For those of you familiar with other peak oil/ecocatastrophe films, this one follows the tried-and-true format of talking heads, interspersed with shots of ecosystem malaise tied together by an articulate PBS-style narrative. The list of experts featured includes noted economist Lester Brown, who gets a refreshing amount of screen time along with peak oil experts Richard Heinberg and James Howard Kunstler, as well as scientific lights Jim White, Professor of Geological Sciences at University of Colorado at Boulder, and the famous naturalist Edward O. Wilson from Harvard University. This list might reinforce an impression that Bart Anderson noted in his previous EB review of Energy Crossroads, that the film’s voices are heavily weighted on the side of American white males over 40. With the addition of five women to its roster, however, two of whom are the geologist Shemin Ge (University of Colorado) and Dr. Anu Ramaswami (University of Colorado-Denver), the Great Squeeze balances the scales a bit better this time around.
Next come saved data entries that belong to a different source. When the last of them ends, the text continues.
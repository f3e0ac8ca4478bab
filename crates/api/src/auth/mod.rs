//! Authentication module for PlanPilot

pub mod jwt;
pub mod middleware;
pub mod password;

pub use jwt::{Claims, JwtManager};
pub use middleware::{require_auth, AuthState, AuthUser};
pub use password::{hash_password, verify_password};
Largely due to its impressive array of intellectual muscle, the film presents its points in a very balanced and scientific way. There are no wild-eyed conspiracy theorists here. Bart goes on in his review to intimate that Energy Crossroads could coax one’s "...Midwest relatives to swallow the Red Pill and understand why you're obsessed with peak oil..." I should add that if they don’t reach an “End of Suburbia” moment after seeing the multiple critiques of our energy, economic, and environmental situation that are offered in The Great Squeeze, they probably never will. After the de rigueur peak oil presentation at the beginning, the film in its remaining 60-odd minutes touches on and ties together almost every aspect of the converging catastrophes which face us, from peak water to peak agriculture to potential economic collapse. And the film tries to pick us off the floor afterward by offering some mitigation strategies, such as "powering down" to smaller-scale, more organic agriculture, that we can take to head off some of the worst effects of said catastrophes.

My interest was caught by the inclusion of two anthropologists in the film, Stephen Lekson and David Stuart. With the popularity of Jared Diamond’s book Collapse, many people are now familiar with the idea of previous complex societies, such as the Maya and the Anasazi, “collapsing” from overshooting their environmental capacities in some way. The parallels with our current situation are almost too obvious to need drawing out, but the Anasazi situation is pointed up in an interesting and compelling fashion (and no, the Anasazi didn’t “disappear”, they moved south to become the Pueblo tribes of New Mexico). The film leaves us with the question and ultimately, a call to action: is our society going to be the exception to that rule?

Well worth a watch, even for those of you who might be peak-oiled out at the movies, and a good overview of the larger issues for an audience who hasn’t already been exposed to the usual canon.

Editorial Notes: UPDATE (Jan 29) EB contributor Russ writes: It sounds like this (and other similar) documentary does a good job at doing what it set out to do. But I wonder ... I gather that the target audience is intelligent, reasonable, educated people who aren't aware of these issues. That's good, but 1. how do you reach them to have them watch the movie in the first place? Is the idea that copies would be distributed to Peak Oil cadres who would then organize community meetings, advertising in the local paper and such, where the movie would be screened? It seems like to begin with there's a lot of work to be done to organize these networks, train activists and so on. I guess for now it's all for self-starters who already have resources. 2. How large is that target audience? Not very large, unfortunately. So I guess we need multiple tracks of activism, varying levels of rational education, more standard political expression, on to narrative and "poetry" and out-and-out demagoguery. To paraphrase Arendt, education and legend are for the best, ideology for the average, and conspiracy theories are for the worst. Unfortunately, I think all of these will be necessary to effect any real change.